▶ _Task objective_:
Gather all lines in the data that hold the string "inner".

[[ Data to examine, beginning ]]

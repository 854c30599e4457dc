//! HTTP client for the text-generation endpoint.

use std::collections::BTreeSet;
use std::time::Duration;

use async_trait::async_trait;
use rand::Rng;
use reqwest::Client;
use serde::Deserialize;
use tokio_util::sync::CancellationToken;
use tracing::{debug, warn};

use ystrat_ingest::sanitize_text;
use ystrat_models::{Brief, CandidateSet, CandidateSource, KeywordBundle, Prompt};

use crate::error::{LlmError, LlmResult};
use crate::fallback::fallback_candidates;

/// Configuration for the LLM client.
#[derive(Debug, Clone)]
pub struct LlmConfig {
    /// Generation endpoint URL. Absent means the step falls back.
    pub endpoint: Option<String>,
    /// Bearer token. Absent means the step falls back.
    pub api_key: Option<String>,
    /// Per-attempt wall clock.
    pub timeout: Duration,
    /// Total attempts including the first.
    pub max_attempts: u32,
    /// Backoff base; doubles per attempt up to `backoff_cap`, with full
    /// jitter applied.
    pub backoff_base: Duration,
    pub backoff_cap: Duration,
}

impl Default for LlmConfig {
    fn default() -> Self {
        Self {
            endpoint: None,
            api_key: None,
            timeout: Duration::from_secs(60),
            max_attempts: 3,
            backoff_base: Duration::from_secs(1),
            backoff_cap: Duration::from_secs(30),
        }
    }
}

impl LlmConfig {
    /// Create config from environment variables.
    pub fn from_env() -> Self {
        Self {
            endpoint: std::env::var("LLM_ENDPOINT").ok().filter(|s| !s.is_empty()),
            api_key: std::env::var("LLM_API_KEY").ok().filter(|s| !s.is_empty()),
            timeout: Duration::from_secs(
                std::env::var("LLM_TIMEOUT_S")
                    .ok()
                    .and_then(|s| s.parse().ok())
                    .unwrap_or(60),
            ),
            max_attempts: std::env::var("LLM_MAX_ATTEMPTS")
                .ok()
                .and_then(|s| s.parse().ok())
                .unwrap_or(3),
            ..Self::default()
        }
    }
}

/// Seam for the generation call so tests and the pipeline can substitute
/// deterministic implementations.
#[async_trait]
pub trait TextGenerator: Send + Sync {
    async fn generate(&self, prompt: &Prompt, cancel: &CancellationToken) -> LlmResult<CandidateSet>;
}

/// Client for the external text-generation service.
pub struct LlmClient {
    http: Client,
    config: LlmConfig,
}

impl LlmClient {
    pub fn new(config: LlmConfig) -> LlmResult<Self> {
        let http = Client::builder()
            .timeout(config.timeout)
            .build()
            .map_err(LlmError::Network)?;
        Ok(Self { http, config })
    }

    pub fn from_env() -> LlmResult<Self> {
        Self::new(LlmConfig::from_env())
    }

    async fn attempt(&self, endpoint: &str, key: &str, prompt_text: &str) -> LlmResult<CandidateSet> {
        let response = self
            .http
            .post(endpoint)
            .bearer_auth(key)
            .json(&serde_json::json!({ "prompt": prompt_text }))
            .send()
            .await?;

        let status = response.status();
        if status.as_u16() == 401 || status.as_u16() == 403 {
            return Err(LlmError::Rejected(format!("authentication failed ({status})")));
        }
        if !status.is_success() {
            let body = response.text().await.unwrap_or_default();
            return Err(LlmError::Status {
                status: status.as_u16(),
                body: body.chars().take(200).collect(),
            });
        }

        let body = response.text().await?;
        parse_candidates(&body)
    }
}

#[async_trait]
impl TextGenerator for LlmClient {
    async fn generate(&self, prompt: &Prompt, cancel: &CancellationToken) -> LlmResult<CandidateSet> {
        let (endpoint, key) = match (&self.config.endpoint, &self.config.api_key) {
            (Some(endpoint), Some(key)) => (endpoint.as_str(), key.as_str()),
            _ => return Err(LlmError::NotConfigured),
        };

        let prompt_text = sanitize_text(&prompt.text);
        let mut attempt = 0u32;
        let mut schema_retry_used = false;

        loop {
            if cancel.is_cancelled() {
                return Err(LlmError::Cancelled);
            }

            match self.attempt(endpoint, key, &prompt_text).await {
                Ok(set) => {
                    debug!(titles = set.titles.len(), "llm generation succeeded");
                    return Ok(set);
                }
                // A schema-invalid body gets exactly one extra soft retry.
                Err(err @ LlmError::Schema(_)) => {
                    if schema_retry_used {
                        return Err(err);
                    }
                    warn!(error = %err, "schema-invalid response, retrying once");
                    schema_retry_used = true;
                }
                Err(err) if err.is_retryable() && attempt + 1 < self.config.max_attempts => {
                    attempt += 1;
                    let delay = backoff_delay(attempt, self.config.backoff_base, self.config.backoff_cap);
                    warn!(
                        attempt,
                        max_attempts = self.config.max_attempts,
                        delay_ms = delay.as_millis() as u64,
                        error = %err,
                        "transient llm failure, backing off"
                    );
                    tokio::select! {
                        _ = cancel.cancelled() => return Err(LlmError::Cancelled),
                        _ = tokio::time::sleep(delay) => {}
                    }
                }
                Err(err) => return Err(err),
            }
        }
    }
}

/// Exponential backoff with full jitter: a uniform draw from zero up to
/// `base * 2^(attempt-1)`, capped.
fn backoff_delay(attempt: u32, base: Duration, cap: Duration) -> Duration {
    let exp = base.saturating_mul(1u32 << (attempt - 1).min(10));
    let ceiling = exp.min(cap);
    let millis = ceiling.as_millis() as u64;
    Duration::from_millis(rand::thread_rng().gen_range(0..=millis))
}

#[derive(Deserialize)]
struct RawCandidates {
    titles: Vec<String>,
    #[serde(default)]
    descriptions: Vec<String>,
    #[serde(default)]
    tags: Vec<String>,
    #[serde(default)]
    thumbnail_lines: Vec<String>,
}

#[derive(Deserialize)]
struct TextEnvelope {
    text: String,
}

/// Parses a response body into a candidate set. Accepts the candidate
/// schema directly, or a `{"text": "..."}` envelope whose text contains
/// that JSON document.
pub(crate) fn parse_candidates(body: &str) -> LlmResult<CandidateSet> {
    let raw: RawCandidates = match serde_json::from_str(body) {
        Ok(raw) => raw,
        Err(_) => {
            let envelope: TextEnvelope = serde_json::from_str(body)
                .map_err(|e| LlmError::Schema(format!("not candidate JSON or a text envelope: {e}")))?;
            let inner = extract_json_object(&envelope.text)
                .ok_or_else(|| LlmError::Schema("envelope text carries no JSON object".into()))?;
            serde_json::from_str(inner)
                .map_err(|e| LlmError::Schema(format!("envelope JSON invalid: {e}")))?
        }
    };

    if raw.titles.iter().all(|t| t.trim().is_empty()) {
        return Err(LlmError::Schema("response has no titles".into()));
    }
    Ok(normalize_candidates(raw))
}

/// The widest `{...}` span in a text blob, tolerating prose around the
/// JSON the way chat models tend to answer.
fn extract_json_object(text: &str) -> Option<&str> {
    let start = text.find('{')?;
    let end = text.rfind('}')?;
    (end > start).then(|| &text[start..=end])
}

/// Enforces the candidate-set cardinalities and shapes on a parsed
/// response.
fn normalize_candidates(raw: RawCandidates) -> CandidateSet {
    let titles: Vec<String> = raw
        .titles
        .iter()
        .map(|t| t.trim().to_string())
        .filter(|t| !t.is_empty())
        .take(10)
        .collect();

    let descriptions: Vec<String> = raw
        .descriptions
        .iter()
        .map(|d| d.trim())
        .filter(|d| !d.is_empty())
        .map(|d| {
            if d.chars().count() > 400 {
                d.chars().take(400).collect()
            } else {
                d.to_string()
            }
        })
        .filter(|d| d.chars().count() >= 150)
        .take(5)
        .collect();

    let tags: BTreeSet<String> = raw
        .tags
        .iter()
        .map(|t| t.trim().to_lowercase())
        .filter(|t| {
            let len = t.chars().count();
            len >= 1 && len <= 30
        })
        .take(25)
        .collect();

    let thumbnail_lines: Vec<String> = raw
        .thumbnail_lines
        .iter()
        .map(|l| l.split_whitespace().take(4).collect::<Vec<_>>().join(" "))
        .filter(|l| !l.is_empty())
        .take(5)
        .collect();

    CandidateSet {
        titles,
        descriptions,
        tags,
        thumbnail_lines,
        source: CandidateSource::Llm,
        confidence: 0.85,
    }
}

/// C5 policy wrapper: generation with the deterministic fallback.
///
/// Returns the candidate set and whether the step degraded into fallback.
/// The only error that escapes is cancellation.
pub async fn generate_with_fallback(
    generator: &dyn TextGenerator,
    prompt: &Prompt,
    brief: &Brief,
    keywords: &KeywordBundle,
    cancel: &CancellationToken,
) -> LlmResult<(CandidateSet, bool)> {
    match generator.generate(prompt, cancel).await {
        Ok(set) => Ok((set, false)),
        Err(LlmError::Cancelled) => Err(LlmError::Cancelled),
        Err(err) => {
            warn!(error = %err, "llm unavailable, using fallback candidates");
            Ok((fallback_candidates(brief, keywords), true))
        }
    }
}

[[ Data to examine, end ]]

▶ _Exercise solution_:
            let inner = extract_json_object(&envelope.text)
            serde_json::from_str(inner)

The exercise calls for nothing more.